Treatment of coccyx pain
First of all, see a doctor. Unfortunately, many general practitioners do not take this coccyx pain seriously - here is what you can do about that. If possible, see a specialist with experience in this area. This is to check that your pain is not a symptom of cancer or some other disease (unlikely, but needs checking), and to start the ball rolling in case you need treatment. Coccyx pain often goes away within a few months after it starts - see First aid on how to help it disappear. If the pain persists, it is important to establish whether the coccyx is really the source of the problem - see What is coccydynia? and Investigations.
If the coccyx is identified the source of the pain, a number of people have reported good results from manual treatments of the coccyx, when applied by experts in this technique. Orthopedic specialists, on the other hand, will normally give an injection of an anti-inflammatory drug around the coccyx as the initial treatment. If such methods are not successful, the coccyx may be removed if the patient is regarded as a good candidate for surgery. Before going for this option, make sure that you are a good candidate, and that your surgeon has plenty of experience and success with this operation.
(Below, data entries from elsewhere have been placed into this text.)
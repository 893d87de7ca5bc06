//! # Controller Configuration Module
//!
//! Provides configuration management for the replication controller.
//!
//! ## Overview
//!
//! The configuration system uses a builder pattern to construct a
//! [`ControllerConfig`] holding the platform dependencies and the timing
//! knobs of the reconcilers. It enforces fail-fast validation: the object
//! store is required and every interval must be usable before the controller
//! starts.
//!
//! ## Required Dependencies
//!
//! - `ObjectStore` - all durable state lives there
//!
//! ## Optional Dependencies (with defaults)
//!
//! - `Clock` - defaults to [`SystemClock`]
//!
//! ## Usage
//!
//! ```ignore
//! use core_runtime::config::ControllerConfig;
//! use std::sync::Arc;
//! use std::time::Duration;
//!
//! let config = ControllerConfig::builder()
//!     .object_store(Arc::new(InMemoryObjectStore::new()))
//!     .poll_interval(Duration::from_secs(30))
//!     .snapshot_ready_timeout(Duration::from_secs(600))
//!     .build()
//!     .expect("Failed to build config");
//! ```
//!
//! ## Error Handling
//!
//! Missing dependencies surface as [`Error::CapabilityMissing`], inconsistent
//! values as [`Error::Config`], both with a message naming the fix.

use crate::error::{Error, Result};
use bridge_traits::{Clock, ObjectStore, SystemClock};
use std::sync::Arc;
use std::time::Duration;

/// Container images used by the mover jobs.
#[derive(Debug, Clone, PartialEq, Eq)]
pub struct MoverImages {
    pub rsync: String,
    pub rclone: String,
    pub restic: String,
}

impl Default for MoverImages {
    fn default() -> Self {
        Self {
            rsync: "volrep/mover-rsync:latest".to_string(),
            rclone: "volrep/mover-rclone:latest".to_string(),
            restic: "volrep/mover-restic:latest".to_string(),
        }
    }
}

/// Timing knobs of the reconcilers.
#[derive(Debug, Clone, Copy, PartialEq, Eq)]
pub struct Intervals {
    /// Requeue delay for idle manual-only resources and running movers.
    pub poll: Duration,
    /// Requeue delay while a snapshot or volume is not ready yet.
    pub snapshot_poll: Duration,
    /// How long a snapshot may stay not-ready before the cycle fails.
    pub snapshot_ready_timeout: Duration,
    /// First transient-failure backoff, doubled per retry.
    pub backoff_base: Duration,
    /// Upper bound of the transient-failure backoff.
    pub backoff_max: Duration,
    /// Delay before a continuous resource retries after a failed cycle.
    pub failure_retry: Duration,
}

impl Default for Intervals {
    fn default() -> Self {
        Self {
            poll: Duration::from_secs(30),
            snapshot_poll: Duration::from_secs(5),
            snapshot_ready_timeout: Duration::from_secs(10 * 60),
            backoff_base: Duration::from_secs(1),
            backoff_max: Duration::from_secs(5 * 60),
            failure_retry: Duration::from_secs(60),
        }
    }
}

impl Intervals {
    /// Backoff for the given number of consecutive transient failures.
    pub fn backoff(&self, retries: u32) -> Duration {
        let factor = 1u32.checked_shl(retries.min(31)).unwrap_or(u32::MAX);
        self.backoff_base
            .checked_mul(factor)
            .map_or(self.backoff_max, |d| d.min(self.backoff_max))
    }
}

/// Controller configuration.
///
/// Use [`ControllerConfigBuilder`] to construct instances.
#[derive(Clone)]
pub struct ControllerConfig {
    /// Platform object store (required)
    pub store: Arc<dyn ObjectStore>,

    /// Time source
    pub clock: Arc<dyn Clock>,

    /// Namespace to watch, `None` for all namespaces
    pub namespace: Option<String>,

    /// Maximum number of resources reconciled concurrently
    pub workers: usize,

    pub intervals: Intervals,

    /// Retries of a mover job before it counts as failed
    pub job_backoff_limit: u32,

    pub mover_images: MoverImages,
}

impl std::fmt::Debug for ControllerConfig {
    fn fmt(&self, f: &mut std::fmt::Formatter<'_>) -> std::fmt::Result {
        f.debug_struct("ControllerConfig")
            .field("store", &"ObjectStore { ... }")
            .field("clock", &"Clock { ... }")
            .field("namespace", &self.namespace)
            .field("workers", &self.workers)
            .field("intervals", &self.intervals)
            .field("job_backoff_limit", &self.job_backoff_limit)
            .field("mover_images", &self.mover_images)
            .finish()
    }
}

impl ControllerConfig {
    /// Creates a new builder for constructing a `ControllerConfig`.
    pub fn builder() -> ControllerConfigBuilder {
        ControllerConfigBuilder::default()
    }

    /// Validates the configuration and returns an error if invalid.
    ///
    /// This checks:
    /// - At least one worker
    /// - Every interval is non-zero
    /// - Backoff base does not exceed backoff max
    /// - Mover images are set
    pub fn validate(&self) -> Result<()> {
        if self.workers == 0 {
            return Err(Error::Config(
                "Worker count must be greater than 0".to_string(),
            ));
        }

        let intervals = [
            ("poll", self.intervals.poll),
            ("snapshot_poll", self.intervals.snapshot_poll),
            ("snapshot_ready_timeout", self.intervals.snapshot_ready_timeout),
            ("backoff_base", self.intervals.backoff_base),
            ("backoff_max", self.intervals.backoff_max),
            ("failure_retry", self.intervals.failure_retry),
        ];
        if let Some((name, _)) = intervals.iter().find(|(_, d)| d.is_zero()) {
            return Err(Error::Config(format!(
                "Interval '{}' must be greater than zero",
                name
            )));
        }

        if self.intervals.backoff_base > self.intervals.backoff_max {
            return Err(Error::Config(
                "Backoff base exceeds backoff max. Lower .backoff_base() or raise .backoff_max()."
                    .to_string(),
            ));
        }

        let images = [
            ("rsync", &self.mover_images.rsync),
            ("rclone", &self.mover_images.rclone),
            ("restic", &self.mover_images.restic),
        ];
        if let Some((mover, _)) = images.iter().find(|(_, image)| image.trim().is_empty()) {
            return Err(Error::Config(format!("Image for mover '{}' is empty", mover)));
        }

        Ok(())
    }
}

/// Builder for constructing [`ControllerConfig`] instances.
#[derive(Default)]
pub struct ControllerConfigBuilder {
    store: Option<Arc<dyn ObjectStore>>,
    clock: Option<Arc<dyn Clock>>,
    namespace: Option<String>,
    workers: Option<usize>,
    intervals: Intervals,
    job_backoff_limit: Option<u32>,
    mover_images: Option<MoverImages>,
}

impl ControllerConfigBuilder {
    /// Sets the object store holding all resources (required).
    pub fn object_store(mut self, store: Arc<dyn ObjectStore>) -> Self {
        self.store = Some(store);
        self
    }

    /// Sets the time source. Tests inject a manual clock here.
    pub fn clock(mut self, clock: Arc<dyn Clock>) -> Self {
        self.clock = Some(clock);
        self
    }

    /// Restricts the controller to one namespace.
    pub fn namespace(mut self, namespace: impl Into<String>) -> Self {
        self.namespace = Some(namespace.into());
        self
    }

    pub fn workers(mut self, workers: usize) -> Self {
        self.workers = Some(workers);
        self
    }

    pub fn intervals(mut self, intervals: Intervals) -> Self {
        self.intervals = intervals;
        self
    }

    pub fn poll_interval(mut self, interval: Duration) -> Self {
        self.intervals.poll = interval;
        self
    }

    pub fn snapshot_poll_interval(mut self, interval: Duration) -> Self {
        self.intervals.snapshot_poll = interval;
        self
    }

    pub fn snapshot_ready_timeout(mut self, timeout: Duration) -> Self {
        self.intervals.snapshot_ready_timeout = timeout;
        self
    }

    pub fn backoff_base(mut self, base: Duration) -> Self {
        self.intervals.backoff_base = base;
        self
    }

    pub fn backoff_max(mut self, max: Duration) -> Self {
        self.intervals.backoff_max = max;
        self
    }

    pub fn failure_retry_interval(mut self, interval: Duration) -> Self {
        self.intervals.failure_retry = interval;
        self
    }

    pub fn job_backoff_limit(mut self, limit: u32) -> Self {
        self.job_backoff_limit = Some(limit);
        self
    }

    pub fn mover_images(mut self, images: MoverImages) -> Self {
        self.mover_images = Some(images);
        self
    }

    /// Builds the final `ControllerConfig` instance.
    ///
    /// # Errors
    ///
    /// - `CapabilityMissing` when no object store was provided
    /// - `Config` when a value fails [`ControllerConfig::validate`]
    pub fn build(self) -> Result<ControllerConfig> {
        let store = self.store.ok_or_else(|| Error::CapabilityMissing {
            capability: "ObjectStore".to_string(),
            message: "An ObjectStore implementation is required: all replication state lives \
                      in the platform object store. Use .object_store() to inject one \
                      (bridge-memory provides an in-memory store)."
                .to_string(),
        })?;

        let config = ControllerConfig {
            store,
            clock: self.clock.unwrap_or_else(|| Arc::new(SystemClock)),
            namespace: self.namespace,
            workers: self.workers.unwrap_or(4),
            intervals: self.intervals,
            job_backoff_limit: self.job_backoff_limit.unwrap_or(2),
            mover_images: self.mover_images.unwrap_or_default(),
        };

        config.validate()?;

        Ok(config)
    }
}

#[cfg(test)]
mod tests {
    use super::*;
    use bridge_memory::InMemoryObjectStore;

    fn builder() -> ControllerConfigBuilder {
        ControllerConfig::builder().object_store(Arc::new(InMemoryObjectStore::new()))
    }

    #[test]
    fn test_defaults() {
        let config = builder().build().unwrap();
        assert_eq!(config.workers, 4);
        assert_eq!(config.job_backoff_limit, 2);
        assert_eq!(config.intervals, Intervals::default());
        assert!(config.namespace.is_none());
    }

    #[test]
    fn test_missing_store_fails_fast() {
        let err = ControllerConfig::builder().build().unwrap_err();
        assert!(matches!(
            err,
            Error::CapabilityMissing { ref capability, .. } if capability == "ObjectStore"
        ));
    }

    #[test]
    fn test_zero_interval_rejected() {
        let err = builder()
            .snapshot_poll_interval(Duration::ZERO)
            .build()
            .unwrap_err();
        assert!(err.to_string().contains("snapshot_poll"));
    }

    #[test]
    fn test_backoff_bounds_rejected() {
        let err = builder()
            .backoff_base(Duration::from_secs(600))
            .backoff_max(Duration::from_secs(60))
            .build()
            .unwrap_err();
        assert!(matches!(err, Error::Config(_)));
    }

    #[test]
    fn test_empty_mover_image_rejected() {
        let images = MoverImages {
            rclone: " ".to_string(),
            ..Default::default()
        };
        let err = builder().mover_images(images).build().unwrap_err();
        assert!(err.to_string().contains("rclone"));
    }

    #[test]
    fn test_backoff_doubles_and_caps() {
        let intervals = Intervals {
            backoff_base: Duration::from_secs(1),
            backoff_max: Duration::from_secs(10),
            ..Default::default()
        };
        assert_eq!(intervals.backoff(0), Duration::from_secs(1));
        assert_eq!(intervals.backoff(3), Duration::from_secs(8));
        assert_eq!(intervals.backoff(4), Duration::from_secs(10));
        assert_eq!(intervals.backoff(200), Duration::from_secs(10));
    }
}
Controlling the pain by methods which don't affect the underlying condition has good and bad sides. The obvious good point about pain control is that it stops the suffering and depression that pain causes, and allows you to carry on a more normal life. The other good point about pain control is that it can prevent the changes in processing of pain messages in the central nervous system that chronic pain can cause. Unrelieved pain can put the system out of balance and lead to more widespread pain that is difficult to treat.
But controlling pain has its drawbacks as well. If your pain is caused by an unstable coccyx, for instance, and you can't feel the pain of that any more, then you may well cause further damage to it without realising. You therefore need to be careful not to make your condition worse. Another problem with pain control is that some methods, such as drugs, have side-effects which may be unpleasant themselves, or even have long-term consequences if continued for a long time.